I'm Hunter Culbong. I'm a Noongar man, and I'm a Kambri Scholar. Being offered a Kambri Scholarship to study at ANU is a life-changing experience, there are a lot of differences and changes within me because of it.
The scholarship opportunity was really the thing that allowed me to come to ANU in the first place. Initially, I wanted to be a Police Officer, but I've learned a lot at ANU that has helped evolve my sentiments and the way I feel. Now, I'm interested in answering questions that are a lot larger than they appear to be. Having recently become the first graduate of the Kambri Scholars Program, I've decided to stay on and do my Honours.
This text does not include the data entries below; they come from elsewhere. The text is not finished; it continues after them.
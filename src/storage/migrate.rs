//! Migration engine - two independent version axes reconciled on every open
//!
//! **Internal format version**: this library's own physical layout. Upgrades
//! are an ordered list of composable steps, each one transaction that rewrites
//! data under the new layout and bumps `__INTERNAL_VERSION__`. Format history:
//!
//! - 0: one TEXT column per attribute on each record table, cardinality-one
//!   relationships inlined as a column holding the target id, cardinality-many
//!   in per-type-pair tables, no `__INTERNAL_VERSION__` table
//! - 1: typed per-attribute columns, all relationships in per-type-pair tables
//!   `relationships_{source}_{target}(source_id, relation_name, target_id)`
//! - 2 (current): opaque attribute/key blobs plus the shared `__RELATIONSHIPS__`
//!   edge table
//!
//! **User schema version**: owned by the collaborator that understands schema
//! semantics. On mismatch an injected hook runs inside the transaction that
//! bumps `__VERSION__`; the default hook only reports the mismatch.

use crate::schema::{AttributeKind, Cardinality, Schema};
use crate::storage::{codec, ddl};
use crate::{Error, Result};
use rusqlite::types::Value as SqlValue;
use rusqlite::{Connection, OptionalExtension, Transaction, params};
use serde_json::Value;
use std::collections::{BTreeMap, BTreeSet};
use std::sync::Arc;

/// Internal physical-format version written by this build of the library
pub const CURRENT_INTERNAL_VERSION: i64 = 2;

/// A user schema version mismatch observed on open
#[derive(Debug, Clone, Copy, PartialEq, Eq)]
pub struct VersionChange {
    pub old: i64,
    pub new: i64,
}

/// Hook invoked when the stored user schema version differs from the
/// requested one. Runs inside the transaction that bumps `__VERSION__`;
/// returning an error rolls both back and fails the open.
pub type SchemaVersionHook = Arc<dyn Fn(&Connection, VersionChange) -> Result<()> + Send + Sync>;

/// Default hook: report the mismatch, change nothing.
///
/// Open proceeds and the version row is still bumped, knowingly leaving the
/// stored records unchanged under the new schema version.
pub fn default_version_hook() -> SchemaVersionHook {
    Arc::new(|_conn, change| {
        tracing::error!(
            "Schema version changed from {} to {} with no migration hook installed; \
             stored records were not rewritten",
            change.old,
            change.new
        );
        Ok(())
    })
}

struct FormatStep {
    from: i64,
    apply: fn(&Transaction<'_>, &Schema) -> Result<()>,
}

/// Ordered upgrade steps. Upgrading across several formats applies each step
/// in sequence; there are no shortcut paths.
const FORMAT_STEPS: &[FormatStep] = &[
    FormatStep {
        from: 0,
        apply: upgrade_v0_to_v1,
    },
    FormatStep {
        from: 1,
        apply: upgrade_v1_to_v2,
    },
];

/// Reconcile both version axes against an existing database
pub fn run(conn: &mut Connection, schema: &Schema, hook: &SchemaVersionHook) -> Result<()> {
    upgrade_internal_format(conn, schema)?;
    reconcile_schema_version(conn, schema, hook)
}

fn upgrade_internal_format(conn: &mut Connection, schema: &Schema) -> Result<()> {
    let mut version = stored_internal_version(conn)?;
    if version > CURRENT_INTERNAL_VERSION {
        return Err(Error::Migration(format!(
            "stored format version {} is newer than supported version {}",
            version, CURRENT_INTERNAL_VERSION
        )));
    }

    for step in FORMAT_STEPS {
        if version != step.from {
            continue;
        }
        let tx = conn.transaction()?;
        (step.apply)(&tx, schema)?;
        write_internal_version(&tx, step.from + 1)?;
        tx.commit()?;
        version = step.from + 1;
        tracing::info!("Upgraded internal storage format to version {}", version);
    }
    Ok(())
}

fn reconcile_schema_version(
    conn: &mut Connection,
    schema: &Schema,
    hook: &SchemaVersionHook,
) -> Result<()> {
    let stored = stored_schema_version(conn)?;
    if stored == schema.version() {
        return Ok(());
    }

    let tx = conn.transaction()?;
    let change = VersionChange {
        old: stored,
        new: schema.version(),
    };
    {
        let conn_ref: &Connection = &tx;
        hook(conn_ref, change)?;
    }
    tx.execute(ddl::CREATE_VERSION_TABLE, [])?;
    tx.execute(r#"DELETE FROM "__VERSION__""#, [])?;
    tx.execute(
        r#"INSERT INTO "__VERSION__" (version) VALUES (?1)"#,
        params![schema.version()],
    )?;
    tx.commit()?;
    Ok(())
}

/// Stored internal format version; a database that predates the
/// `__INTERNAL_VERSION__` table is format 0.
pub fn stored_internal_version(conn: &Connection) -> Result<i64> {
    if !table_exists(conn, ddl::INTERNAL_VERSION_TABLE)? {
        return Ok(0);
    }
    let version: Option<i64> = conn
        .query_row(r#"SELECT version FROM "__INTERNAL_VERSION__""#, [], |row| row.get(0))
        .optional()?;
    Ok(version.unwrap_or(0))
}

/// Stored user schema version (0 when the table or row is missing)
pub fn stored_schema_version(conn: &Connection) -> Result<i64> {
    if !table_exists(conn, ddl::VERSION_TABLE)? {
        return Ok(0);
    }
    let version: Option<i64> = conn
        .query_row(r#"SELECT version FROM "__VERSION__""#, [], |row| row.get(0))
        .optional()?;
    Ok(version.unwrap_or(0))
}

fn write_internal_version(conn: &Connection, version: i64) -> Result<()> {
    conn.execute(ddl::CREATE_INTERNAL_VERSION_TABLE, [])?;
    conn.execute(r#"DELETE FROM "__INTERNAL_VERSION__""#, [])?;
    conn.execute(
        r#"INSERT INTO "__INTERNAL_VERSION__" (version) VALUES (?1)"#,
        params![version],
    )?;
    Ok(())
}

fn table_exists(conn: &Connection, name: &str) -> Result<bool> {
    let found: Option<i64> = conn
        .query_row(
            "SELECT 1 FROM sqlite_master WHERE type = 'table' AND name = ?1",
            [name],
            |row| row.get(0),
        )
        .optional()?;
    Ok(found.is_some())
}

fn table_columns(conn: &Connection, name: &str) -> Result<BTreeSet<String>> {
    let mut stmt = conn.prepare(&format!("PRAGMA table_info({})", quote(name)))?;
    let rows = stmt.query_map([], |row| row.get::<_, String>(1))?;
    let mut columns = BTreeSet::new();
    for row in rows {
        columns.insert(row?);
    }
    Ok(columns)
}

fn quote(name: &str) -> String {
    format!("\"{}\"", name)
}

fn pair_table_name(source: &str, target: &str) -> String {
    format!("relationships_{}_{}", source, target)
}

fn create_pair_table(conn: &Connection, source: &str, target: &str) -> Result<()> {
    conn.execute(
        &format!(
            r#"CREATE TABLE IF NOT EXISTS {} (
                source_id TEXT,
                relation_name TEXT,
                target_id TEXT,
                PRIMARY KEY(source_id, relation_name, target_id)
            )"#,
            quote(&pair_table_name(source, target))
        ),
        [],
    )?;
    Ok(())
}

/// Format 0 -> 1: retype the all-TEXT attribute columns and move inlined
/// cardinality-one relationship columns into the per-pair tables.
fn upgrade_v0_to_v1(tx: &Transaction<'_>, schema: &Schema) -> Result<()> {
    for model_name in schema.models() {
        let model = schema.model(model_name)?;
        let table = schema.table(model_name)?;
        if !table_exists(tx, table.name())? {
            continue;
        }
        let existing = table_columns(tx, table.name())?;

        let attributes: Vec<(&String, AttributeKind)> = model
            .attributes
            .iter()
            .filter(|(name, _)| existing.contains(*name))
            .map(|(name, kind)| (name, *kind))
            .collect();
        let one_relationships: Vec<(&String, &str)> = model
            .relationships
            .iter()
            .filter(|(name, def)| {
                def.cardinality == Cardinality::One && existing.contains(*name)
            })
            .map(|(name, def)| (name, def.model.as_str()))
            .collect();

        // read everything under the old layout before dropping it
        let mut columns = vec!["id".to_string()];
        columns.extend(attributes.iter().map(|(name, _)| (*name).clone()));
        columns.extend(one_relationships.iter().map(|(name, _)| (*name).clone()));
        let select = format!(
            "SELECT {} FROM {}",
            columns.iter().map(|c| quote(c)).collect::<Vec<_>>().join(", "),
            table.sql()
        );
        let mut rows: Vec<Vec<SqlValue>> = Vec::new();
        {
            let mut stmt = tx.prepare(&select)?;
            let mapped = stmt.query_map([], |row| {
                (0..columns.len())
                    .map(|i| row.get::<_, SqlValue>(i))
                    .collect::<rusqlite::Result<Vec<_>>>()
            })?;
            for row in mapped {
                rows.push(row?);
            }
        }

        tx.execute(&format!("DROP TABLE {}", table.sql()), [])?;
        let typed_columns: Vec<String> = std::iter::once("id TEXT PRIMARY KEY".to_string())
            .chain(
                attributes
                    .iter()
                    .map(|(name, kind)| format!("{} {}", quote(name), kind.column_type())),
            )
            .collect();
        tx.execute(
            &format!("CREATE TABLE {} ({})", table.sql(), typed_columns.join(", ")),
            [],
        )?;

        let insert = format!(
            "INSERT INTO {} ({}) VALUES ({})",
            table.sql(),
            columns[..attributes.len() + 1]
                .iter()
                .map(|c| quote(c))
                .collect::<Vec<_>>()
                .join(", "),
            (1..=attributes.len() + 1)
                .map(|i| format!("?{}", i))
                .collect::<Vec<_>>()
                .join(", ")
        );
        let mut insert_stmt = tx.prepare(&insert)?;
        for row in &rows {
            let mut values: Vec<SqlValue> = vec![row[0].clone()];
            for (index, (_, kind)) in attributes.iter().enumerate() {
                values.push(retype_legacy_value(row[index + 1].clone(), *kind));
            }
            insert_stmt.execute(rusqlite::params_from_iter(values))?;
        }

        // inlined one-relationship columns become pair-table rows
        for (index, (rel_name, target_model)) in one_relationships.iter().enumerate() {
            create_pair_table(tx, model_name, target_model)?;
            let pair_insert = format!(
                "INSERT OR IGNORE INTO {} (source_id, relation_name, target_id) VALUES (?1, ?2, ?3)",
                quote(&pair_table_name(model_name, target_model))
            );
            let mut pair_stmt = tx.prepare(&pair_insert)?;
            for row in &rows {
                let target = &row[attributes.len() + 1 + index];
                if let SqlValue::Text(target_id) = target {
                    let SqlValue::Text(source_id) = &row[0] else { continue };
                    pair_stmt.execute(params![source_id, rel_name, target_id])?;
                }
            }
        }
    }
    Ok(())
}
The Tjabal Centre at ANU has really helped and supported me through university, and a couple of the staff there have been instrumental in my journey. Aunty Anne, the Director of the Tjabal Centre, has been really, really supportive. She's probably helped with every single problem that I've faced while studying at ANU.
The Tjabal Centre also connected me with other Indigenous students at ANU. I've now got friends all over the country and connections all over the place now too. That's really great to have - no matter where I am, I just ring up and I will know someone there.
Studying in Canberra, and being so far away from home, means I don't get to see my family much. But I think it's been worth it because the University has provided me with opportunities that I otherwise wouldn't have had.
The Kambri Scholars Program is so important because it enables more Aboriginal and Torres Strait Islander peoples to study at ANU. The connections and support I've received as a Kambri Scholar, and from the wonderful people at the Tjabal Centre, have been what got me through university.